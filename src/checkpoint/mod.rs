//! Checkpoint and restore for state machines.
//!
//! A [`Checkpoint`] captures everything about a machine that is data: its
//! identity, registered states, current state and full history. Guards and
//! actions are code, so they are not saved; after [`StateMachine::restore`]
//! the host registers its transitions again. The saved edge list is kept
//! for inspection and diagrams only.

use crate::core::{State, StateHistory};
use crate::engine::StateMachine;
use chrono::{DateTime, Utc};
use serde::{Deserialize, Serialize};
use std::collections::{HashMap, HashSet};
use stillwater::validation::Validation;
use stillwater::NonEmptyVec;
use tracing::info;
use uuid::Uuid;

pub mod error;

pub use error::{CheckpointError, IntegrityIssue};

/// Version identifier for checkpoint format
pub const CHECKPOINT_VERSION: u32 = 1;

/// A saved transition, by name only.
#[derive(Clone, Debug, PartialEq, Eq, Serialize, Deserialize)]
pub struct EdgeRecord {
    pub from_state: String,
    pub to_state: String,
    #[serde(default)]
    pub guarded: bool,
}

/// Serializable record of a machine.
#[derive(Clone, Debug, PartialEq, Serialize, Deserialize)]
pub struct Checkpoint {
    /// Checkpoint format version
    pub version: u32,

    /// Machine identifier
    pub id: Uuid,

    /// Machine name, also the key stores save under
    pub name: String,

    /// When the checkpoint was taken
    pub timestamp: DateTime<Utc>,

    /// Name of the active state
    pub current_state: String,

    /// Complete visit history
    pub state_history: StateHistory,

    /// Registered states, sorted by name
    pub states: Vec<State>,

    /// Registered transitions, by name
    #[serde(default)]
    pub transitions: Vec<EdgeRecord>,
}

impl Checkpoint {
    pub fn to_json(&self) -> Result<String, CheckpointError> {
        Ok(serde_json::to_string_pretty(self)?)
    }

    pub fn from_json(json: &str) -> Result<Self, CheckpointError> {
        Ok(serde_json::from_str(json)?)
    }

    /// Check that states, history and current state agree, reporting every
    /// disagreement at once.
    pub fn validate(&self) -> Validation<(), NonEmptyVec<IntegrityIssue>> {
        let mut checks: Vec<Validation<(), NonEmptyVec<IntegrityIssue>>> = Vec::new();

        let mut names = HashSet::new();
        for state in &self.states {
            if !names.insert(state.name()) {
                checks.push(Validation::fail(IntegrityIssue::DuplicateState(
                    state.name().to_string(),
                )));
            }
        }

        if !names.contains(self.current_state.as_str()) {
            checks.push(Validation::fail(IntegrityIssue::UnknownCurrentState(
                self.current_state.clone(),
            )));
        }

        match self.state_history.current() {
            None => checks.push(Validation::fail(IntegrityIssue::EmptyHistory)),
            Some(last) if last != self.current_state => {
                checks.push(Validation::fail(IntegrityIssue::HistoryMismatch {
                    last: last.to_string(),
                    current: self.current_state.clone(),
                }))
            }
            Some(_) => {}
        }

        for (position, entry) in self.state_history.entries().iter().enumerate() {
            if !names.contains(entry.state.as_str()) {
                checks.push(Validation::fail(IntegrityIssue::UnknownHistoryState {
                    position,
                    name: entry.state.clone(),
                }));
            }
        }

        Validation::all_vec(checks).map(|_| ())
    }
}

impl StateMachine {
    /// Capture the machine's data.
    pub fn checkpoint(&self) -> Result<Checkpoint, CheckpointError> {
        let current_state = self
            .current_name()
            .ok_or_else(|| CheckpointError::Inconsistent {
                machine: self.name().to_string(),
                details: "machine has no current state".to_string(),
            })?
            .to_string();

        let mut states: Vec<State> = self.states().cloned().collect();
        states.sort_by(|a, b| a.name().cmp(b.name()));

        Ok(Checkpoint {
            version: CHECKPOINT_VERSION,
            id: self.id(),
            name: self.name().to_string(),
            timestamp: Utc::now(),
            current_state,
            state_history: self.history().clone(),
            states,
            transitions: self
                .transitions()
                .iter()
                .map(|t| EdgeRecord {
                    from_state: t.from_state().to_string(),
                    to_state: t.to_state().to_string(),
                    guarded: t.guard().is_some(),
                })
                .collect(),
        })
    }

    /// Rebuild a machine from a checkpoint.
    ///
    /// The restored machine has the saved identity, states, current state and
    /// history, and no transitions or fallback.
    pub fn restore(checkpoint: Checkpoint) -> Result<StateMachine, CheckpointError> {
        if checkpoint.version != CHECKPOINT_VERSION {
            return Err(CheckpointError::UnsupportedVersion {
                found: checkpoint.version,
                supported: CHECKPOINT_VERSION,
            });
        }

        if let Validation::Failure(issues) = checkpoint.validate() {
            return Err(CheckpointError::Inconsistent {
                machine: checkpoint.name,
                details: issues
                    .iter()
                    .map(|issue| issue.to_string())
                    .collect::<Vec<_>>()
                    .join("; "),
            });
        }

        let states: HashMap<String, State> = checkpoint
            .states
            .into_iter()
            .map(|state| (state.name().to_string(), state))
            .collect();

        info!(
            machine = %checkpoint.name,
            current = %checkpoint.current_state,
            history = checkpoint.state_history.len(),
            "restored from checkpoint"
        );

        Ok(StateMachine::from_parts(
            checkpoint.id,
            checkpoint.name,
            states,
            checkpoint.current_state,
            checkpoint.state_history,
        ))
    }
}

WHAT TO PRODUCE: Set the lines down exactly, from the first line of the records to the line where "history. Guards and" appears, with both ends kept.

FINISHED EXERCISE:
filename src/checkpoint/mod.rs
//! Checkpoint and restore for state machines.
//!
//! A [`Checkpoint`] captures everything about a machine that is data: its
//! identity, registered states, current state and full history. Guards and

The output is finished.